Seeking Alpha has a two-part piece on the Canadian Housing market. Here is the upshot:
1. Some US housing markets (note that is plural) had a big run-up in prices.
2. US consumers had a lot of debt.
3. There was a significant collapse in house prices.
4. 1 is cause by 2 which all caused 3.
5. 1 and 2 are true in Canada.
Therefore housing collapse in Canada. QED.
For pushback on comment #4, listen to Eugene Fama on Econtalk. Or read Scott Sumner.
I did and read that there was no housing bubble. I read that there was a big, huge recession precipitated by shoddy monetary policy. I’ve wondered, then, if there is such a thing as a bubble. And I’m starting to think there might not be.
If you life in North America it’s easy to overstate similarities between Canada and the US. What else is there, anyway? Europe? China? We’re nothing like them, we must be like each other.
What about Australia?
1. Big housing run-up? Check
2. Debt-fueled? Check
3. Resource-based economy? Check
4. Big recession in 2008?…
Um… ahem… big recession in 2008?
Wasn’t there a big recession in 2008 with a housing collapse and a debt-deflation spiral? Like we got in the US? Like we’re going to get in Canada?
Nope. Here’s Sumner:
Nor can people point to the US housing bubble; a speculative bubble also hit Australian housing. The difference is that their bubble never burst, prices are still higher than in 2006. It may burst someday, but if and when it does it will produce a recession only if the Reserve Bank of Australian lets NGDP growth fall significantly.
Here’s the conclusion of the SA piece:
Conclusion
It is clear that the Canadian housing market has undergone a debt-fueled asset price inflation (i.e.: a bubble) that has greatly outpaced inflation. It is equally clear that Canadian home prices have not yet begun their price reversion to the mean.
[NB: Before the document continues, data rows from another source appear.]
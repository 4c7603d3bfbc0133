use anyhow::{anyhow, Context, Result};
use colored::*;
use std::fmt;
use std::path::Path;
use tracing::{Event, Level, Subscriber};
use tracing_appender::non_blocking::WorkerGuard;
use tracing_subscriber::fmt::format::{FormatEvent, FormatFields, Writer};
use tracing_subscriber::fmt::FmtContext;
use tracing_subscriber::layer::SubscriberExt;
use tracing_subscriber::registry::LookupSpan;
use tracing_subscriber::util::SubscriberInitExt;
use tracing_subscriber::EnvFilter;

/// A tracing event formatter that colors the whole line by level.
///
/// Intended for user-facing console output: no timestamps, targets or
/// level labels, only the message and its fields.
pub struct ColorizedFormatter;

impl<S, N> FormatEvent<S, N> for ColorizedFormatter
where
    S: Subscriber + for<'a> LookupSpan<'a>,
    N: for<'a> FormatFields<'a> + 'static,
{
    fn format_event(
        &self,
        ctx: &FmtContext<'_, S, N>,
        mut writer: Writer<'_>,
        event: &Event<'_>,
    ) -> fmt::Result {
        // format_fields writes directly, so buffer to color the entire line.
        let mut buffer = String::new();
        let mut buf_writer = Writer::new(&mut buffer);
        ctx.format_fields(buf_writer.by_ref(), event)?;

        let colored_output = match *event.metadata().level() {
            Level::INFO => buffer.white(),
            Level::WARN => buffer.yellow(),
            Level::ERROR => buffer.red(),
            Level::DEBUG => buffer.blue(),
            Level::TRACE => buffer.purple(),
        };

        writeln!(writer, "{}", colored_output)
    }
}

/// Filter directive for a `-v` count
pub fn directive_for_verbosity(verbose: u8) -> &'static str {
    match verbose {
        0 => "info",
        1 => "debug",
        _ => "trace",
    }
}

/// Install the global subscriber
///
/// `RUST_LOG`, when set, takes precedence over the verbosity flag. Console
/// output goes to stderr through [`ColorizedFormatter`] unless `quiet` is
/// set. With `log_file`, events are also written there without colors; the
/// returned guard must be held until exit so buffered lines get flushed.
pub fn init_logging(
    verbose: u8,
    quiet: bool,
    log_file: Option<&Path>,
) -> Result<Option<WorkerGuard>> {
    let filter = EnvFilter::try_from_default_env()
        .unwrap_or_else(|_| EnvFilter::new(directive_for_verbosity(verbose)));

    let console = (!quiet).then(|| {
        tracing_subscriber::fmt::layer()
            .event_format(ColorizedFormatter)
            .with_writer(std::io::stderr)
    });

    let (file, guard) = match log_file {
        Some(path) => {
            let file_name = path
                .file_name()
                .ok_or_else(|| anyhow!("Log file path has no file name: {:?}", path))?;
            let directory = match path.parent() {
                Some(parent) if !parent.as_os_str().is_empty() => parent,
                _ => Path::new("."),
            };
            std::fs::create_dir_all(directory)
                .with_context(|| format!("Failed to create log directory {:?}", directory))?;

            let appender = tracing_appender::rolling::never(directory, file_name);
            let (writer, guard) = tracing_appender::non_blocking(appender);
            let layer = tracing_subscriber::fmt::layer()
                .with_writer(writer)
                .with_ansi(false)
                .with_target(false);
            (Some(layer), Some(guard))
        }
        None => (None, None),
    };

    tracing_subscriber::registry()
        .with(filter)
        .with(console)
        .with(file)
        .try_init()
        .context("Failed to install tracing subscriber")?;

    Ok(guard)
}

#[cfg(test)]
mod tests {
    use super::*;

    #[test]
    fn test_directive_for_verbosity() {
        assert_eq!(directive_for_verbosity(0), "info");
        assert_eq!(directive_for_verbosity(1), "debug");
        assert_eq!(directive_for_verbosity(2), "trace");
        assert_eq!(directive_for_verbosity(7), "trace");
    }

    #[test]
    fn test_log_file_without_name_is_rejected() {
        assert!(init_logging(0, true, Some(Path::new("/"))).is_err());
    }
}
On average, I suspect that housing prices will correct by about 25-30% across Canada, with some of the extremely overvalued markets (i.e.: Vancouver) declining more like 40% or more.
If the Canadian housing market crash behaves like the USA one, expect most of the losses to occur in the first two years, and then slow down after that.
Canadian banks will suffer, and may need a bailout. They are over-leveraged and over-exposed to housing market debt. I will not be surprised to see a Canadian banking crisis emerge in the next few years, and government bailouts to go with them.
Investment Action: shorting Canadian banks such as CM, BNS, RY, and TD. Also, shorting some home construction companies or commodity companies may work.
This is a bet that the Canadian central bank will let NGDP expectations plummet like the fed did in the US. Without a monetary contraction housing crashes don’t happen.
And I’m even not saying it’s a BAD bet, actually, I’m just saying that this article’s analysis is completely irrelevant to whether its conclusion is correct.
Is the Bank of Canada more like the Reserve Bank of Australia or the Fed or something in between? That’s the analysis you want to undertake.